Ce vice de raisonnement est nous semble-t-il à rechercher dans la conception qu’a le Conseil d’Etat des plus-values en report, qu’il considère comme définitivement cristallisées lors de l’échange, alors même que le régime fiscal qui leur est applicable est celui en vigueur au jour de la cession des titres reçus en échange (CE 10 avril 2002, n° 226886, de Chaisemartin ; CE 3 décembre 2014, n° 364506, de Ganay).

Or, comment concilier la prévisibilité de la loi fiscale avec une telle incertitude ? Rappelons que lorsque les contribuables ont opté pour reporter l’imposition de leur plus-value d’échange, le taux auquel ils échappaient provisoirement s’établissait alors à 26 % et ils n’imaginaient certainement pas que 15 ans plus tard, il aurait plus que doublé !

Quoi qu’il en soit, cette décision clôt définitivement le litige que nous avions engagé et l’heure est maintenant au bilan.

Pour les contribuables ayant des plus-values en report antérieures à 2000, tout espoir n’est cependant pas perdu : en effet, en fonction de ce que dira le Conseil Constitutionnel sur la QPC relative aux compléments de prix dont il est saisi, il sera peut-être possible d’invoquer un changement de circonstances pour tenter une nouvelle saisine.

Pour les contribuables ayant réalisé des plus-values en report en 2012 sur le fondement de l’article 150-0 B ter, qui n’étaient pas directement concernés par notre recours puisque l’instruction commentant ce régime n’est toujours pas définitive et dont le projet n’était même pas encore en ligne lorsque nous l’avons déposé, la question se présente sous un angle légèrement différent. En effet, contrairement aux régimes de report de plus-values d’échange antérieurs à 2000, qui étaient optionnels, le report de leur plus-value était automatiquement applicable.

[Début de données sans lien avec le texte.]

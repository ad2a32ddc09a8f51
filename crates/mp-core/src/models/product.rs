//! Product listed by a vendor.

use chrono::{DateTime, Utc};
use serde::{Deserialize, Serialize};

#[derive(Debug, Clone, PartialEq, Serialize, Deserialize)]
#[serde(rename_all = "camelCase")]
pub struct Product {
    pub id: String,
    pub vendor_id: String,
    pub name: String,
    pub description: String,
    pub price: f64,
    /// Image URL
    pub image: String,
    pub is_available: bool,
    pub is_sold: bool,
    pub created_at: DateTime<Utc>,
    pub updated_at: DateTime<Utc>,
    pub views: u64,
    /// Number of "I'm interested" clicks
    pub interests: u64,
}

impl Product {
    /// Can a client still contact the vendor about this product
    pub fn is_purchasable(&self) -> bool {
        self.is_available && !self.is_sold
    }
}
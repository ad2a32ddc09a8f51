pub mod login_form;
pub mod registration_form;

use crate::{CoreError, Result as CoreErrorResult};

/// Reject empty or whitespace-only input
#[track_caller]
pub(crate) fn require(field: &'static str, value: &str) -> CoreErrorResult<()> {
    if value.trim().is_empty() {
        return Err(CoreError::validation(field, format!("{field} is required")));
    }
    Ok(())
}
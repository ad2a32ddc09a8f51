use crate::commands::Commands;

use clap::Parser;

#[derive(Parser, Debug)]
#[command(name = "marketplace")]
#[command(about = "Marketplace account CLI: sign in, register and manage your profile")]
#[command(version)]
#[command(propagate_version = true)]
pub struct Cli {
    #[command(subcommand)]
    pub command: Commands,

    /// API base URL (overrides config.toml and MP_API_BASE_URL)
    #[arg(long, global = true)]
    pub server: Option<String>,

    /// Pretty-print JSON output
    #[arg(long, global = true)]
    pub pretty: bool,
}
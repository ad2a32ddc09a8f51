use mp_config::ConfigError;
use mp_core::CoreError;
use mp_session::SessionError;

use std::panic::Location;

use error_location::ErrorLocation;
use thiserror::Error;

/// Errors surfaced by the `marketplace` binary
#[derive(Error, Debug)]
pub enum CliError {
    #[error("Configuration error: {source} {location}")]
    Config {
        #[source]
        source: ConfigError,
        location: ErrorLocation,
    },

    #[error("Invalid input: {source}")]
    Input {
        #[source]
        source: CoreError,
        location: ErrorLocation,
    },

    #[error("Session error: {source}")]
    Session {
        #[source]
        source: SessionError,
        location: ErrorLocation,
    },

    #[error("HTTP client setup failed: {source} {location}")]
    HttpClient {
        #[source]
        source: reqwest::Error,
        location: ErrorLocation,
    },

    #[error("Logger error: {message} {location}")]
    Logger {
        message: String,
        location: ErrorLocation,
    },

    #[error("Error serializing response: {source} {location}")]
    Output {
        #[source]
        source: serde_json::Error,
        location: ErrorLocation,
    },
}

impl CliError {
    #[track_caller]
    pub fn logger(message: impl Into<String>) -> Self {
        CliError::Logger {
            message: message.into(),
            location: ErrorLocation::from(Location::caller()),
        }
    }

    /// Message printed on stderr; source locations are left to the log.
    pub fn user_message(&self) -> String {
        match self {
            Self::Input { source, .. } => match source {
                CoreError::Validation { message, .. } => message.clone(),
                CoreError::InvalidRole { value, .. } => {
                    format!("unknown account type '{value}' (expected vendor or client)")
                }
            },
            Self::Session { source, .. } => source.user_message(),
            other => other.to_string(),
        }
    }
}

impl From<ConfigError> for CliError {
    #[track_caller]
    fn from(source: ConfigError) -> Self {
        CliError::Config {
            source,
            location: ErrorLocation::from(Location::caller()),
        }
    }
}

impl From<CoreError> for CliError {
    #[track_caller]
    fn from(source: CoreError) -> Self {
        CliError::Input {
            source,
            location: ErrorLocation::from(Location::caller()),
        }
    }
}

impl From<SessionError> for CliError {
    #[track_caller]
    fn from(source: SessionError) -> Self {
        CliError::Session {
            source,
            location: ErrorLocation::from(Location::caller()),
        }
    }
}

impl From<reqwest::Error> for CliError {
    #[track_caller]
    fn from(source: reqwest::Error) -> Self {
        CliError::HttpClient {
            source,
            location: ErrorLocation::from(Location::caller()),
        }
    }
}

impl From<serde_json::Error> for CliError {
    #[track_caller]
    fn from(source: serde_json::Error) -> Self {
        CliError::Output {
            source,
            location: ErrorLocation::from(Location::caller()),
        }
    }
}

pub type Result<T> = std::result::Result<T, CliError>;
pub mod file_store;
pub mod memory_store;

use crate::Result as SessionResult;

/// Storage key holding the serialized [`mp_core::Identity`]
pub const USER_KEY: &str = "marketplace_user";
/// Storage key holding the raw bearer token
pub const TOKEN_KEY: &str = "marketplace_token";

/// String-valued key-value storage that outlives the process.
pub trait KeyValueStore: Send + Sync {
    /// A value that exists but is not text is [`SessionError::Malformed`](crate::SessionError::Malformed).
    fn get(&self, key: &str) -> SessionResult<Option<String>>;

    fn set(&self, key: &str, value: &str) -> SessionResult<()>;

    /// Removing a key that is not present is not an error.
    fn remove(&self, key: &str) -> SessionResult<()>;
}
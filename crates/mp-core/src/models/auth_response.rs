use crate::Identity;

use serde::{Deserialize, Serialize};

/// Body returned by `POST /login` and `POST /register`.
#[derive(Debug, Clone, PartialEq, Eq, Serialize, Deserialize)]
pub struct AuthResponse {
    pub user: Identity,
    pub token: String,
}
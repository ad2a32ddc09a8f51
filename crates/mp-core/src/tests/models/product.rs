use crate::Product;

use chrono::Utc;

fn product(is_available: bool, is_sold: bool) -> Product {
    Product {
        id: "p1".into(),
        vendor_id: "v1".into(),
        name: "Chair".into(),
        description: "Wooden chair".into(),
        price: 15000.0,
        image: "https://cdn.example.com/chair.png".into(),
        is_available,
        is_sold,
        created_at: Utc::now(),
        updated_at: Utc::now(),
        views: 0,
        interests: 0,
    }
}

#[test]
fn test_product_purchasable_only_when_available_and_unsold() {
    assert!(product(true, false).is_purchasable());
    assert!(!product(true, true).is_purchasable());
    assert!(!product(false, false).is_purchasable());
}

#[test]
fn test_product_deserializes_camel_case() {
    let json = r#"{
        "id": "p1", "vendorId": "v1", "name": "Chair", "description": "",
        "price": 1500.5, "image": "", "isAvailable": true, "isSold": false,
        "createdAt": "2024-01-01T00:00:00Z", "updatedAt": "2024-01-02T00:00:00Z",
        "views": 12, "interests": 3
    }"#;

    let product: Product = serde_json::from_str(json).unwrap();

    assert_eq!(product.vendor_id, "v1");
    assert_eq!(product.views, 12);
    assert!(product.is_purchasable());
}
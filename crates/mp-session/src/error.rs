use std::panic::Location;
use std::path::PathBuf;

use error_location::ErrorLocation;
use thiserror::Error;

/// Coarse classification of a [`SessionError`], for callers deciding how to react
#[derive(Debug, Clone, Copy, PartialEq, Eq)]
pub enum SessionErrorKind {
    /// The API answered with an error status or an unreadable body
    Remote,
    /// The operation needs a signed-in session
    Unauthenticated,
    /// The API could not be reached
    Transport,
    /// Local persistence failed
    Storage,
}

/// Errors that can occur during session operations
#[derive(Error, Debug)]
pub enum SessionError {
    #[error("HTTP request error: {message} {location}")]
    Http {
        message: String,
        location: ErrorLocation,
        #[source]
        source: reqwest::Error,
    },

    #[error("API error: {message} (status: {status}) {location}")]
    Api {
        status: u16,
        message: String,
        location: ErrorLocation,
    },

    #[error("JSON error: {message} {location}")]
    Json {
        message: String,
        location: ErrorLocation,
        #[source]
        source: serde_json::Error,
    },

    #[error("Not signed in: {operation} requires an active session {location}")]
    Unauthenticated {
        operation: &'static str,
        location: ErrorLocation,
    },

    #[error("Storage error for key '{key}' at {path}: {source} {location}")]
    Storage {
        key: String,
        path: PathBuf,
        #[source]
        source: std::io::Error,
        location: ErrorLocation,
    },

    /// The stored bytes are not text; the record cannot be trusted
    #[error("Stored value for '{key}' at {path} is not valid UTF-8 {location}")]
    Malformed {
        key: String,
        path: PathBuf,
        location: ErrorLocation,
    },

    #[error("Invalid storage key '{key}' {location}")]
    InvalidKey {
        key: String,
        location: ErrorLocation,
    },
}

impl SessionError {
    /// Convert reqwest error with context
    #[track_caller]
    pub fn from_reqwest(err: reqwest::Error) -> Self {
        SessionError::Http {
            message: err.to_string(),
            location: ErrorLocation::from(Location::caller()),
            source: err,
        }
    }

    /// Convert JSON error with context
    #[track_caller]
    pub fn from_json(err: serde_json::Error) -> Self {
        SessionError::Json {
            message: err.to_string(),
            location: ErrorLocation::from(Location::caller()),
            source: err,
        }
    }

    /// Create an API rejection error with location
    #[track_caller]
    pub fn api(status: u16, message: impl Into<String>) -> Self {
        SessionError::Api {
            status,
            message: message.into(),
            location: ErrorLocation::from(Location::caller()),
        }
    }

    #[track_caller]
    pub fn unauthenticated(operation: &'static str) -> Self {
        SessionError::Unauthenticated {
            operation,
            location: ErrorLocation::from(Location::caller()),
        }
    }

    #[track_caller]
    pub fn storage(key: impl Into<String>, path: PathBuf, source: std::io::Error) -> Self {
        SessionError::Storage {
            key: key.into(),
            path,
            source,
            location: ErrorLocation::from(Location::caller()),
        }
    }

    #[track_caller]
    pub fn malformed(key: impl Into<String>, path: PathBuf) -> Self {
        SessionError::Malformed {
            key: key.into(),
            path,
            location: ErrorLocation::from(Location::caller()),
        }
    }

    #[track_caller]
    pub fn invalid_key(key: impl Into<String>) -> Self {
        SessionError::InvalidKey {
            key: key.into(),
            location: ErrorLocation::from(Location::caller()),
        }
    }

    pub fn kind(&self) -> SessionErrorKind {
        match self {
            Self::Http { .. } => SessionErrorKind::Transport,
            Self::Api { .. } | Self::Json { .. } => SessionErrorKind::Remote,
            Self::Unauthenticated { .. } => SessionErrorKind::Unauthenticated,
            Self::Storage { .. } | Self::Malformed { .. } | Self::InvalidKey { .. } => {
                SessionErrorKind::Storage
            }
        }
    }

    /// Whether retrying the same call could succeed.
    pub fn is_transient(&self) -> bool {
        match self {
            Self::Http { .. } | Self::Storage { .. } => true,
            Self::Api { status, .. } => *status >= 500,
            Self::Json { .. }
            | Self::Unauthenticated { .. }
            | Self::Malformed { .. }
            | Self::InvalidKey { .. } => false,
        }
    }

    /// Message suitable for showing to the user (no source location).
    pub fn user_message(&self) -> String {
        match self {
            Self::Api { message, .. } => message.clone(),
            Self::Http { .. } => "Unable to reach the marketplace server".to_string(),
            Self::Json { .. } => "Unexpected response from the marketplace server".to_string(),
            Self::Unauthenticated { .. } => "You are not signed in".to_string(),
            Self::Storage { .. } | Self::InvalidKey { .. } => {
                "Unable to save your session on this device".to_string()
            }
            Self::Malformed { .. } => "Saved session data is damaged".to_string(),
        }
    }
}

impl From<reqwest::Error> for SessionError {
    #[track_caller]
    fn from(err: reqwest::Error) -> Self {
        SessionError::from_reqwest(err)
    }
}

impl From<serde_json::Error> for SessionError {
    #[track_caller]
    fn from(err: serde_json::Error) -> Self {
        SessionError::from_json(err)
    }
}

pub type Result<T> = std::result::Result<T, SessionError>;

En supposant qu’ils aient eu pleinement conscience de la fiscalité applicable, ces contribuables n’ont pas pu opter pour l’imposition forfaitaire de 25 % (ou 19 % pour les entrepreneurs, montants qu’il convient toutefois de majorer des prélèvements sociaux et de la contribution exceptionnelle sur les hauts revenus) aux lieu et place des 45 % qui s’appliqueraient à l’avenir.

Cette absence d’option, dont on sait qu’elle fut inspirée par un désir de mise en conformité avec la directive « Fusions », pourrait alors s’avérer problématique au regard des principes d’égalité devant l’impôt et les charges publiques.

Mais pour que cette nouvelle page puisse s’écrire, encore faudrait-il que l’Instruction commentant l’article 150-0 B ter sorte du provisoire pour devenir une instruction définitive, donc attaquable devant le juge de l’excès de pouvoir, ce que l’administration nous annonce pour la fin de l’année.